**INPUT FOR THIS TASK:**
════

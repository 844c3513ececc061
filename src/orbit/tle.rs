//! Two-line element sets and the providers that hand them out.
//!
//! Lines are decoded by [`sgp4::Elements::from_tle`]; [`TwoLineElement`] keeps the
//! mean elements in radians and the epoch as a UTC Julian date, which is what the
//! searches work with.

use itertools::Itertools;
use log::debug;

use crate::constants::{
    JulianDate, Radian, DAYS_PER_JULIAN_YEAR, DPI, JD_J2000, MAX_TLE_AGE_DAYS, RADEG,
};
use crate::rotcol_errors::RotcolError;

/// Mean orbital elements of one satellite at one epoch.
#[derive(Debug, Clone, PartialEq)]
pub struct TwoLineElement {
    pub satellite_number: u64,
    /// Epoch as a UTC Julian date.
    pub epoch: JulianDate,
    pub inclination: Radian,
    pub raan: Radian,
    pub eccentricity: f64,
    pub argument_of_perigee: Radian,
    pub mean_anomaly: Radian,
    /// Mean motion in revolutions per day.
    pub mean_motion: f64,
    /// B* drag term (1 / Earth radii).
    pub bstar: f64,
}

impl TwoLineElement {
    /// Parse the two data lines of a TLE.
    ///
    /// Arguments
    /// ---------
    /// * `line1`, `line2`: the 69-column lines (trailing blanks are ignored).
    ///
    /// Return
    /// ----------
    /// * `Err(RotcolError::InvalidTle)` when the lines are rejected by the SGP4 element
    ///   parser (wrong line numbers or lengths, checksum mismatch, unparsable fields).
    pub fn parse(line1: &str, line2: &str) -> Result<Self, RotcolError> {
        let elements =
            sgp4::Elements::from_tle(None, line1.trim_end().as_bytes(), line2.trim_end().as_bytes())
                .map_err(|e| RotcolError::InvalidTle(format!("{e:?}")))?;
        Ok(TwoLineElement::from(&elements))
    }

    /// Parse every 2-line or 3-line (named) element set of a text file.
    pub fn parse_batch(input: &str) -> Result<Vec<Self>, RotcolError> {
        let lines = input
            .lines()
            .map(str::trim_end)
            .filter(|l| !l.is_empty())
            .collect_vec();

        let mut tles = Vec::new();
        let mut i = 0;
        while i < lines.len() {
            if lines[i].starts_with('1') && lines.get(i + 1).is_some_and(|l| l.starts_with('2')) {
                tles.push(TwoLineElement::parse(lines[i], lines[i + 1])?);
                i += 2;
            } else {
                // satellite name or unrelated line
                i += 1;
            }
        }
        Ok(tles)
    }

    /// Mean motion in radians per minute.
    pub fn mean_motion_rad_per_min(&self) -> f64 {
        self.mean_motion * DPI / 1440.0
    }

    /// Orbital period in seconds.
    pub fn orbital_period(&self) -> f64 {
        86_400.0 / self.mean_motion
    }

    /// Epoch in Julian years since J2000, the time origin of SGP4.
    pub fn epoch_years_since_j2000(&self) -> f64 {
        (self.epoch - JD_J2000) / DAYS_PER_JULIAN_YEAR
    }
}

/// Milliseconds per day; the SGP4 epoch carries millisecond resolution.
const MS_PER_DAY: f64 = 86_400_000.0;

impl From<&sgp4::Elements> for TwoLineElement {
    fn from(elements: &sgp4::Elements) -> Self {
        // round away the float noise of the years-since-J2000 representation
        let days = (elements.epoch() * DAYS_PER_JULIAN_YEAR * MS_PER_DAY).round() / MS_PER_DAY;
        TwoLineElement {
            satellite_number: elements.norad_id,
            epoch: JD_J2000 + days,
            inclination: elements.inclination * RADEG,
            raan: elements.right_ascension * RADEG,
            eccentricity: elements.eccentricity,
            argument_of_perigee: elements.argument_of_perigee * RADEG,
            mean_anomaly: elements.mean_anomaly * RADEG,
            mean_motion: elements.mean_motion,
            bstar: elements.drag_term,
        }
    }
}

/// Source of element sets for one satellite.
pub trait TleProvider: Send + Sync {
    /// Element set whose epoch is closest to `jd` (UTC Julian date).
    ///
    /// Fails with [`RotcolError::MissingOrbitData`] when the closest epoch is more than
    /// 12 hours away.
    fn nearest(&self, jd: JulianDate) -> Result<TwoLineElement, RotcolError>;
}

/// In-memory set of element sets, sorted by epoch.
#[derive(Debug, Clone, Default)]
pub struct TleCatalog {
    tles: Vec<TwoLineElement>,
}

impl TleCatalog {
    pub fn new(tles: Vec<TwoLineElement>) -> Self {
        let tles = tles
            .into_iter()
            .sorted_by(|a, b| a.epoch.total_cmp(&b.epoch))
            .collect();
        TleCatalog { tles }
    }

    pub fn from_text(input: &str) -> Result<Self, RotcolError> {
        Ok(TleCatalog::new(TwoLineElement::parse_batch(input)?))
    }

    pub fn len(&self) -> usize {
        self.tles.len()
    }

    pub fn is_empty(&self) -> bool {
        self.tles.is_empty()
    }
}

impl TleProvider for TleCatalog {
    fn nearest(&self, jd: JulianDate) -> Result<TwoLineElement, RotcolError> {
        let split = self.tles.partition_point(|t| t.epoch < jd);
        let candidates = [split.checked_sub(1), Some(split)];
        let best = candidates
            .iter()
            .flatten()
            .filter_map(|&i| self.tles.get(i))
            .min_by(|a, b| (a.epoch - jd).abs().total_cmp(&(b.epoch - jd).abs()));

        match best {
            Some(tle) if (tle.epoch - jd).abs() <= MAX_TLE_AGE_DAYS => {
                debug!(
                    "TLE of satellite {} at JD {:.5} chosen for JD {jd:.5}",
                    tle.satellite_number, tle.epoch
                );
                Ok(tle.clone())
            }
            Some(tle) => Err(RotcolError::MissingOrbitData(format!(
                "closest element set is {:.2} h away from JD {jd:.5}",
                (tle.epoch - jd).abs() * 24.0
            ))),
            None => Err(RotcolError::MissingOrbitData(
                "no element set available".into(),
            )),
        }
    }
}
//! # Time representation
//!
//! [`Instant`] is the crate-wide point in time: a count of TAI seconds since
//! 1900-01-01T00:00:00 TAI, split into an integer part and a fraction in `[0, 1)`.
//! Arithmetic and ordering live in TAI and are therefore transparent to leap
//! seconds. Everything that needs the leap-second table (UTC views, Julian dates,
//! construction from UTC) goes through a [`TimeSystem`](time_system::TimeSystem).
//!
//! ## Example
//!
//! ```rust
//! use rotcol::time::{calendar::Calendar, time_system::{TimeSystem, UtcConvention}, Instant};
//!
//! let ts = TimeSystem::builtin(UtcConvention::System2).unwrap();
//! let t = Instant::builder()
//!     .utc(Calendar::new(2019, 3, 14, 6, 30, 0.0).unwrap())
//!     .build(&ts)
//!     .unwrap();
//! let later = t + 90.0;
//! assert_eq!(later - t, 90.0);
//! assert_eq!(ts.to(later, "utc").unwrap().minute, 31);
//! ```

pub mod calendar;
pub mod leap_seconds;
pub mod time_system;

use std::cmp::Ordering;
use std::ops::{Add, AddAssign, Sub, SubAssign};

use hifitime::{Duration, Epoch};

use crate::constants::JulianDate;
use crate::rotcol_errors::RotcolError;
use calendar::{Calendar, SecondCount};
use time_system::TimeSystem;

/// Seconds in one hifitime century (36525 days).
const SECONDS_PER_CENTURY: i64 = 3_155_760_000;

/// Point in time, canonically TAI.
#[derive(Debug, Clone, Copy)]
pub struct Instant {
    seconds: i64,
    fraction: f64,
}

impl Instant {
    pub(crate) fn from_count(count: SecondCount) -> Self {
        Instant {
            seconds: count.whole,
            fraction: count.fraction,
        }
    }

    pub(crate) fn count(&self) -> SecondCount {
        SecondCount::new(self.seconds, self.fraction)
    }

    /// Instant from whole TAI seconds since 1900-01-01 and a fraction of a second.
    pub fn from_tai_parts(seconds: i64, fraction: f64) -> Self {
        Instant::from_count(SecondCount::new(seconds, fraction))
    }

    /// `(whole seconds, fraction)` of TAI since 1900-01-01.
    pub fn tai_parts(&self) -> (i64, f64) {
        (self.seconds, self.fraction)
    }

    /// TAI seconds since 1900-01-01 as a single float (microsecond resolution today).
    pub fn tai_seconds(&self) -> f64 {
        self.count().as_seconds()
    }

    /// Start a builder taking exactly one of TAI, UTC or GPS.
    pub fn builder() -> InstantBuilder {
        InstantBuilder::default()
    }

    /// Calendar representation in `"utc"`, `"tai"` or `"gps"`.
    pub fn to(&self, time_system: &TimeSystem, standard: &str) -> Result<Calendar, RotcolError> {
        time_system.to(*self, standard)
    }

    pub fn julian_date(&self, time_system: &TimeSystem) -> JulianDate {
        time_system.julian_date(*self)
    }

    /// Same instant as a hifitime [`Epoch`].
    pub fn to_epoch(&self) -> Epoch {
        let centuries = self.seconds.div_euclid(SECONDS_PER_CENTURY);
        let rest = self.seconds.rem_euclid(SECONDS_PER_CENTURY) as u64;
        let nanos = rest * 1_000_000_000 + (self.fraction * 1e9).round() as u64;
        Epoch::from_tai_duration(Duration::from_parts(centuries as i16, nanos))
    }

    pub fn from_epoch(epoch: Epoch) -> Self {
        let (centuries, nanos) = epoch.to_tai_duration().to_parts();
        let whole = centuries as i64 * SECONDS_PER_CENTURY + (nanos / 1_000_000_000) as i64;
        let fraction = (nanos % 1_000_000_000) as f64 * 1e-9;
        Instant::from_tai_parts(whole, fraction)
    }
}

impl PartialEq for Instant {
    fn eq(&self, other: &Self) -> bool {
        self.cmp(other) == Ordering::Equal
    }
}

impl Eq for Instant {}

impl PartialOrd for Instant {
    fn partial_cmp(&self, other: &Self) -> Option<Ordering> {
        Some(self.cmp(other))
    }
}

impl Ord for Instant {
    fn cmp(&self, other: &Self) -> Ordering {
        self.count().total_cmp(&other.count())
    }
}

impl Add<f64> for Instant {
    type Output = Instant;

    fn add(self, seconds: f64) -> Instant {
        Instant::from_count(self.count().offset(seconds))
    }
}

impl Sub<f64> for Instant {
    type Output = Instant;

    fn sub(self, seconds: f64) -> Instant {
        Instant::from_count(self.count().offset(-seconds))
    }
}

impl Sub<Instant> for Instant {
    type Output = f64;

    /// Elapsed TAI seconds.
    fn sub(self, other: Instant) -> f64 {
        self.count().seconds_since(other.count())
    }
}

impl AddAssign<f64> for Instant {
    fn add_assign(&mut self, seconds: f64) {
        *self = *self + seconds;
    }
}

impl SubAssign<f64> for Instant {
    fn sub_assign(&mut self, seconds: f64) {
        *self = *self - seconds;
    }
}

/// Builder for [`Instant`] accepting exactly one source representation.
#[derive(Debug, Clone, Default)]
pub struct InstantBuilder {
    tai: Option<Calendar>,
    utc: Option<Calendar>,
    gps: Option<Calendar>,
    gps_seconds: Option<f64>,
}

impl InstantBuilder {
    pub fn tai(mut self, v: Calendar) -> Self {
        self.tai = Some(v);
        self
    }
    pub fn utc(mut self, v: Calendar) -> Self {
        self.utc = Some(v);
        self
    }
    pub fn gps(mut self, v: Calendar) -> Self {
        self.gps = Some(v);
        self
    }
    /// Seconds since the GPS epoch.
    pub fn gps_seconds(mut self, v: f64) -> Self {
        self.gps_seconds = Some(v);
        self
    }

    /// Resolve the single given representation into an [`Instant`].
    ///
    /// Return
    /// ----------
    /// * `Err(RotcolError::InvalidArgument)` when no representation, or more than one,
    ///   was supplied, when the calendar is not a valid date, or when the GPS seconds
    ///   are not finite.
    pub fn build(self, time_system: &TimeSystem) -> Result<Instant, RotcolError> {
        let given = [
            self.tai.is_some(),
            self.utc.is_some(),
            self.gps.is_some(),
            self.gps_seconds.is_some(),
        ]
        .iter()
        .filter(|set| **set)
        .count();

        if given != 1 {
            return Err(RotcolError::InvalidArgument(format!(
                "exactly one of tai, utc or gps must be given, got {given}"
            )));
        }

        if let Some(tai) = self.tai {
            return time_system.from_tai(&tai);
        }
        if let Some(utc) = self.utc {
            return time_system.from_utc(&utc);
        }
        if let Some(gps) = self.gps {
            return time_system.from_gps(&gps);
        }
        match self.gps_seconds {
            Some(s) if s.is_finite() => Ok(time_system.from_gps_seconds(s)),
            _ => Err(RotcolError::InvalidArgument(
                "gps seconds must be finite".into(),
            )),
        }
    }
}
//! Exhaustive collocation search.
//!
//! Every footprint whose scan mid time lies inside the time window of a sounding is
//! compared with it. Slow, but exact up to the footprint grid, which makes it the
//! reference the rotation search is validated against.

use std::sync::Arc;

use itertools::{Itertools, MinMaxResult};
use log::{debug, info, warn};

use crate::collocation::collocation_list::CollocationList;
use crate::collocation::Collocation;
use crate::instruments::scan_swath::ScanSwathIndex;
use crate::instruments::NadirInstrument;
use crate::occultation::Occultation;
use crate::ref_system::{angular_distance, spatial_tolerance_angle};
use crate::report::{AdvisoryKind, Report};
use crate::rotcol_errors::RotcolError;
use crate::search::{validate_soundings, CollocationSearch, SearchParams};
use crate::time::time_system::TimeSystem;

/// Nearest-footprint search over the whole swath.
#[derive(Debug, Clone, Copy, Default)]
pub struct BruteForce;

/// Closest footprint to a sounding among the scans `candidates`, first in
/// (scan, footprint) order on ties.
fn nearest_footprint(
    swath: &ScanSwathIndex,
    candidates: &[usize],
    sounding: &Occultation,
) -> Option<((usize, usize), f64)> {
    let target = sounding.unit_vector();
    candidates
        .iter()
        .flat_map(|&scan| (0..swath.footprints_per_scan()).map(move |fp| (scan, fp)))
        .map(|(scan, fp)| {
            let distance = angular_distance(&swath.footprint_vector(scan, fp), &target);
            ((scan, fp), distance)
        })
        .min_by(|a, b| a.1.total_cmp(&b.1))
}

impl CollocationSearch for BruteForce {
    fn name(&self) -> &'static str {
        "brute force"
    }

    fn search(
        &self,
        instrument: &Arc<dyn NadirInstrument>,
        soundings: &[Occultation],
        params: &SearchParams,
        _time_system: &TimeSystem,
    ) -> Result<Report<CollocationList>, RotcolError> {
        validate_soundings(soundings)?;
        let mut report = Report::new(CollocationList::default());

        let (first, last) = match soundings.iter().map(|s| s.time).minmax() {
            MinMaxResult::NoElements => {
                warn!("Brute force collocation called without any sounding");
                report.push(AdvisoryKind::EmptyBatch, "no sounding to collocate");
                return Ok(report);
            }
            MinMaxResult::OneElement(t) => (t, t),
            MinMaxResult::MinMax(first, last) => (first, last),
        };

        let tol = params.time_tolerance;
        let swath = Arc::new(instrument.get_geolocations(first - tol, last + tol)?);
        debug!(
            "{} scans of {} loaded for {} sounding(s)",
            swath.len(),
            instrument.label(),
            soundings.len()
        );

        for sounding in soundings {
            let candidates = swath.scans_within(sounding.time - tol, sounding.time + tol);
            if candidates.is_empty() {
                report.push(
                    AdvisoryKind::NoCandidateScans,
                    format!(
                        "{}: no scan of {} within {tol} s",
                        sounding.occid,
                        instrument.label()
                    ),
                );
                continue;
            }

            let Some(((scan, fp), distance)) = nearest_footprint(&swath, &candidates, sounding)
            else {
                continue;
            };
            let Some((_, fp_latitude)) = swath.geolocation(scan, fp) else {
                continue;
            };

            let mean_latitude = 0.5 * (sounding.latitude_rad() + fp_latitude);
            if distance > spatial_tolerance_angle(params.spatial_tolerance, mean_latitude) {
                debug!(
                    "{}: nearest footprint ({scan}, {fp}) is {distance:.5} rad away",
                    sounding.occid
                );
                continue;
            }

            report.data.push(Collocation::exact(
                sounding.clone(),
                Arc::clone(instrument),
                Arc::clone(&swath),
                scan,
                fp,
            )?);
        }

        info!(
            "Brute force collocation: {} of {} sounding(s) collocated with {}",
            report.data.len(),
            soundings.len(),
            instrument.label()
        );
        Ok(report)
    }
}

════

Taking the entries above, print exactly the lines starting at the line with "fn eq(&self, other: &Self)" and ending at the line with "impl Ord for", both included.

**SOLUTION TO THE PROBLEM:**
    fn eq(&self, other: &Self) -> bool {
        self.cmp(other) == Ordering::Equal
    }
}

impl Eq for Instant {}

impl PartialOrd for Instant {
    fn partial_cmp(&self, other: &Self) -> Option<Ordering> {
        Some(self.cmp(other))
    }
}

impl Ord for Instant {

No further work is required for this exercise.